LISTED RECORDS:
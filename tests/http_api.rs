//! HTTP API Tests
//!
//! Drives the full router in-process: cookie sessions, authorization on
//! reviewer endpoints, error envelopes and the static pages.

use std::sync::Arc;

use axum::body::Body;
use axum::http::{header, Method, Request, StatusCode};
use axum::Router;
use http_body_util::BodyExt;
use serde_json::{json, Value};
use tower::ServiceExt;

use roomwarden::auth::{Credentials, NewAdmin, PasswordPolicy, ReviewerDirectory};
use roomwarden::config::Config;
use roomwarden::http_server::{build_router, AppState};
use roomwarden::store::SqliteStore;

struct TestApp {
    router: Router,
    _public: tempfile::TempDir,
}

impl TestApp {
    fn new(admins: &[&str]) -> Self {
        let public = tempfile::tempdir().unwrap();
        std::fs::write(public.path().join("index.html"), "<h1>public</h1>").unwrap();
        std::fs::write(public.path().join("admin.html"), "<h1>admin</h1>").unwrap();

        let store = Arc::new(SqliteStore::in_memory().unwrap());
        for username in admins {
            let credentials = Credentials::new(*username, "password123");
            let admin =
                NewAdmin::from_credentials(&credentials, &PasswordPolicy::default()).unwrap();
            store.add(&admin).unwrap();
        }

        let mut config = Config::default();
        config.server.public_dir = public.path().to_path_buf();
        let state = Arc::new(AppState::new(store, &config));

        Self {
            router: build_router(state, &config.server),
            _public: public,
        }
    }

    async fn send(
        &self,
        method: Method,
        uri: &str,
        cookie: Option<&str>,
        body: Option<Value>,
    ) -> (StatusCode, Option<String>, Value) {
        let mut builder = Request::builder().method(method).uri(uri);
        if let Some(cookie) = cookie {
            builder = builder.header(header::COOKIE, cookie);
        }
        let request = match body {
            Some(body) => builder
                .header(header::CONTENT_TYPE, "application/json")
                .body(Body::from(body.to_string()))
                .unwrap(),
            None => builder.body(Body::empty()).unwrap(),
        };

        let response = self.router.clone().oneshot(request).await.unwrap();
        let status = response.status();
        let set_cookie = response
            .headers()
            .get(header::SET_COOKIE)
            .map(|v| v.to_str().unwrap().to_string());
        let bytes = response.into_body().collect().await.unwrap().to_bytes();
        let json = serde_json::from_slice(&bytes).unwrap_or(Value::Null);

        (status, set_cookie, json)
    }

    /// Log in and return the `token=...` pair for the Cookie header
    async fn login(&self, username: &str) -> String {
        let (status, set_cookie, body) = self
            .send(
                Method::POST,
                "/api/login",
                None,
                Some(json!({"username": username, "password": "password123"})),
            )
            .await;
        assert_eq!(status, StatusCode::OK);
        assert_eq!(body["username"], username);

        let set_cookie = set_cookie.unwrap();
        set_cookie.split(';').next().unwrap().to_string()
    }

    async fn submit_request(&self, name: &str) -> i64 {
        let (status, _, body) = self
            .send(
                Method::POST,
                "/api/requests",
                None,
                Some(json!({
                    "name": name,
                    "email": "guest@example.com",
                    "reason": "Study group",
                    "requested_date": "2024-05-10",
                    "requested_time": "14:00"
                })),
            )
            .await;
        assert_eq!(status, StatusCode::OK);
        assert_eq!(body["success"], true);
        body["requestId"].as_i64().unwrap()
    }
}

#[tokio::test]
async fn test_login_sets_http_only_cookie() {
    let app = TestApp::new(&["alice"]);
    let (status, set_cookie, _) = app
        .send(
            Method::POST,
            "/api/login",
            None,
            Some(json!({"username": "alice", "password": "password123"})),
        )
        .await;

    assert_eq!(status, StatusCode::OK);
    let set_cookie = set_cookie.unwrap();
    assert!(set_cookie.starts_with("token="));
    assert!(set_cookie.contains("HttpOnly"));
    assert!(set_cookie.contains("SameSite=Strict"));

    let max_age: i64 = set_cookie
        .split(';')
        .map(str::trim)
        .find_map(|part| part.strip_prefix("Max-Age="))
        .unwrap()
        .parse()
        .unwrap();
    let week = 7 * 24 * 60 * 60;
    assert!(max_age <= week && max_age > week - 60, "max-age {}", max_age);
}

#[tokio::test]
async fn test_bad_credentials_are_unauthorized() {
    let app = TestApp::new(&["alice"]);

    let (status, set_cookie, body) = app
        .send(
            Method::POST,
            "/api/login",
            None,
            Some(json!({"username": "alice", "password": "wrong-password"})),
        )
        .await;
    assert_eq!(status, StatusCode::UNAUTHORIZED);
    assert!(set_cookie.is_none());
    assert!(body["error"].is_string());

    let (status, _, _) = app
        .send(
            Method::POST,
            "/api/login",
            None,
            Some(json!({"username": "alice"})),
        )
        .await;
    assert_eq!(status, StatusCode::BAD_REQUEST);
}

#[tokio::test]
async fn test_reviewer_endpoints_require_session() {
    let app = TestApp::new(&["alice"]);

    for (method, uri) in [
        (Method::GET, "/api/verify"),
        (Method::GET, "/api/requests"),
        (Method::GET, "/api/admins"),
        (Method::POST, "/api/occupy"),
        (Method::POST, "/api/release"),
    ] {
        let (status, _, _) = app.send(method, uri, None, None).await;
        assert_eq!(status, StatusCode::UNAUTHORIZED, "{}", uri);
    }

    let (status, _, _) = app
        .send(Method::GET, "/api/verify", Some("token=garbage"), None)
        .await;
    assert_eq!(status, StatusCode::UNAUTHORIZED);
}

#[tokio::test]
async fn test_logout_revokes_session() {
    let app = TestApp::new(&["alice"]);
    let cookie = app.login("alice").await;

    let (status, _, body) = app
        .send(Method::GET, "/api/verify", Some(&cookie), None)
        .await;
    assert_eq!(status, StatusCode::OK);
    assert_eq!(body["authenticated"], true);

    let (status, set_cookie, _) = app
        .send(Method::POST, "/api/logout", Some(&cookie), None)
        .await;
    assert_eq!(status, StatusCode::OK);
    assert!(set_cookie.unwrap().contains("Max-Age=0"));

    let (status, _, _) = app
        .send(Method::GET, "/api/verify", Some(&cookie), None)
        .await;
    assert_eq!(status, StatusCode::UNAUTHORIZED);
}

#[tokio::test]
async fn test_room_occupancy_flow() {
    let app = TestApp::new(&["alice"]);

    let (status, _, body) = app.send(Method::GET, "/api/status", None, None).await;
    assert_eq!(status, StatusCode::OK);
    assert_eq!(body["isOccupied"], false);
    assert!(body["occupiedBy"].is_null());
    assert!(body["occupiedSince"].is_null());
    assert_eq!(body["roomName"], "Sala");

    let cookie = app.login("alice").await;
    let (status, _, body) = app
        .send(Method::POST, "/api/occupy", Some(&cookie), None)
        .await;
    assert_eq!(status, StatusCode::OK);
    assert_eq!(body["success"], true);
    assert_eq!(body["status"]["isOccupied"], true);
    assert_eq!(body["status"]["occupiedBy"], "alice");

    let (_, _, body) = app.send(Method::GET, "/api/status", None, None).await;
    assert_eq!(body["occupiedBy"], "alice");
    assert!(body["occupiedSince"].is_i64());

    let (_, _, body) = app
        .send(Method::POST, "/api/release", Some(&cookie), None)
        .await;
    assert_eq!(body["status"]["isOccupied"], false);
    assert!(body["status"]["occupiedBy"].is_null());
}

#[tokio::test]
async fn test_request_review_flow() {
    let app = TestApp::new(&["alice", "bob"]);
    let alice = app.login("alice").await;
    let bob = app.login("bob").await;

    let id = app.submit_request("Grace Hopper").await;

    let (status, _, body) = app
        .send(Method::GET, &format!("/api/requests/{}", id), None, None)
        .await;
    assert_eq!(status, StatusCode::OK);
    assert_eq!(body["finalStatus"], "pending");
    assert_eq!(body["totalAdmins"], 2);

    let review_uri = format!("/api/requests/{}/review", id);
    let (status, _, body) = app
        .send(
            Method::POST,
            &review_uri,
            Some(&alice),
            Some(json!({"decision": "rejected"})),
        )
        .await;
    assert_eq!(status, StatusCode::OK);
    assert_eq!(body["newStatus"], "pending");

    let (status, _, body) = app
        .send(
            Method::POST,
            &review_uri,
            Some(&alice),
            Some(json!({"decision": "approved"})),
        )
        .await;
    assert_eq!(status, StatusCode::BAD_REQUEST);
    assert!(body["error"].is_string());

    let (_, _, body) = app
        .send(
            Method::POST,
            &review_uri,
            Some(&bob),
            Some(json!({"decision": "rejected"})),
        )
        .await;
    assert_eq!(body["newStatus"], "rejected");

    let (status, _, body) = app
        .send(Method::GET, "/api/requests", Some(&alice), None)
        .await;
    assert_eq!(status, StatusCode::OK);
    let rows = body.as_array().unwrap();
    assert_eq!(rows.len(), 1);
    assert_eq!(rows[0]["finalStatus"], "rejected");
    assert_eq!(rows[0]["rejections"], 2);
    assert_eq!(rows[0]["total_admins"], 2);

    let (status, _, body) = app
        .send(Method::GET, &format!("/api/requests/{}", id), None, None)
        .await;
    assert_eq!(status, StatusCode::OK);
    let reviews = body["reviews"].as_array().unwrap();
    assert_eq!(reviews.len(), 2);
    assert_eq!(reviews[0]["admin_username"], "bob");
    assert_eq!(reviews[1]["admin_username"], "alice");
}

#[tokio::test]
async fn test_request_validation_and_not_found() {
    let app = TestApp::new(&["alice"]);
    let cookie = app.login("alice").await;

    let (status, _, body) = app
        .send(
            Method::POST,
            "/api/requests",
            None,
            Some(json!({"name": "Al", "requested_date": "2024-05-10", "requested_time": "09:00"})),
        )
        .await;
    assert_eq!(status, StatusCode::BAD_REQUEST);
    assert!(body["error"].is_string());

    let (_, _, body) = app
        .send(Method::GET, "/api/requests", Some(&cookie), None)
        .await;
    assert!(body.as_array().unwrap().is_empty());

    let (status, _, _) = app
        .send(Method::GET, "/api/requests/999", None, None)
        .await;
    assert_eq!(status, StatusCode::NOT_FOUND);

    let (status, _, body) = app
        .send(Method::GET, "/api/requests/not-a-number", None, None)
        .await;
    assert_eq!(status, StatusCode::NOT_FOUND);
    assert_eq!(body["error"], "Request not found");

    let (status, _, _) = app
        .send(
            Method::POST,
            "/api/requests/abc/review",
            Some(&cookie),
            Some(json!({"decision": "approved"})),
        )
        .await;
    assert_eq!(status, StatusCode::NOT_FOUND);

    let (status, _, _) = app
        .send(Method::DELETE, "/api/requests/abc", Some(&cookie), None)
        .await;
    assert_eq!(status, StatusCode::NOT_FOUND);

    let id = app.submit_request("Ada Lovelace").await;
    let (status, _, _) = app
        .send(
            Method::POST,
            &format!("/api/requests/{}/review", id),
            Some(&cookie),
            Some(json!({"decision": "maybe"})),
        )
        .await;
    assert_eq!(status, StatusCode::BAD_REQUEST);

    let (status, _, _) = app
        .send(Method::DELETE, &format!("/api/requests/{}", id), Some(&cookie), None)
        .await;
    assert_eq!(status, StatusCode::OK);
    let (status, _, _) = app
        .send(Method::GET, &format!("/api/requests/{}", id), None, None)
        .await;
    assert_eq!(status, StatusCode::NOT_FOUND);
}

#[tokio::test]
async fn test_admin_management() {
    let app = TestApp::new(&["alice"]);
    let cookie = app.login("alice").await;

    let (status, _, body) = app
        .send(
            Method::POST,
            "/api/admins",
            Some(&cookie),
            Some(json!({"username": "bob", "password": "short"})),
        )
        .await;
    assert_eq!(status, StatusCode::BAD_REQUEST);
    assert!(body["error"].is_string());

    let (status, _, body) = app
        .send(
            Method::POST,
            "/api/admins",
            Some(&cookie),
            Some(json!({"username": "bob", "password": "longenough"})),
        )
        .await;
    assert_eq!(status, StatusCode::OK);
    assert_eq!(body["success"], true);

    let (status, _, _) = app
        .send(
            Method::POST,
            "/api/admins",
            Some(&cookie),
            Some(json!({"username": "bob", "password": "longenough"})),
        )
        .await;
    assert_eq!(status, StatusCode::BAD_REQUEST);

    let (_, _, body) = app
        .send(Method::GET, "/api/admins", Some(&cookie), None)
        .await;
    let admins = body.as_array().unwrap();
    assert_eq!(admins.len(), 2);
    assert!(admins.iter().all(|a| a.get("password_hash").is_none()));

    let alice_id = admins[0]["id"].as_i64().unwrap();
    let bob_id = admins[1]["id"].as_i64().unwrap();

    let (status, _, _) = app
        .send(
            Method::DELETE,
            &format!("/api/admins/{}", alice_id),
            Some(&cookie),
            None,
        )
        .await;
    assert_eq!(status, StatusCode::BAD_REQUEST);

    let (status, _, _) = app
        .send(
            Method::DELETE,
            &format!("/api/admins/{}", bob_id),
            Some(&cookie),
            None,
        )
        .await;
    assert_eq!(status, StatusCode::OK);

    let (status, _, _) = app
        .send(
            Method::DELETE,
            &format!("/api/admins/{}", bob_id),
            Some(&cookie),
            None,
        )
        .await;
    assert_eq!(status, StatusCode::NOT_FOUND);
}

#[tokio::test]
async fn test_static_pages() {
    let app = TestApp::new(&[]);

    let request = Request::builder().uri("/admin").body(Body::empty()).unwrap();
    let response = app.router.clone().oneshot(request).await.unwrap();
    assert_eq!(response.status(), StatusCode::OK);
    let bytes = response.into_body().collect().await.unwrap().to_bytes();
    assert_eq!(&bytes[..], b"<h1>admin</h1>");

    let request = Request::builder().uri("/").body(Body::empty()).unwrap();
    let response = app.router.clone().oneshot(request).await.unwrap();
    assert_eq!(response.status(), StatusCode::OK);
    let bytes = response.into_body().collect().await.unwrap().to_bytes();
    assert_eq!(&bytes[..], b"<h1>public</h1>");
}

WHAT THE EXERCISE ASKS: Work through the data above and give the number of lines in which "Option" appears; add nothing else.

TASK RESULT: 3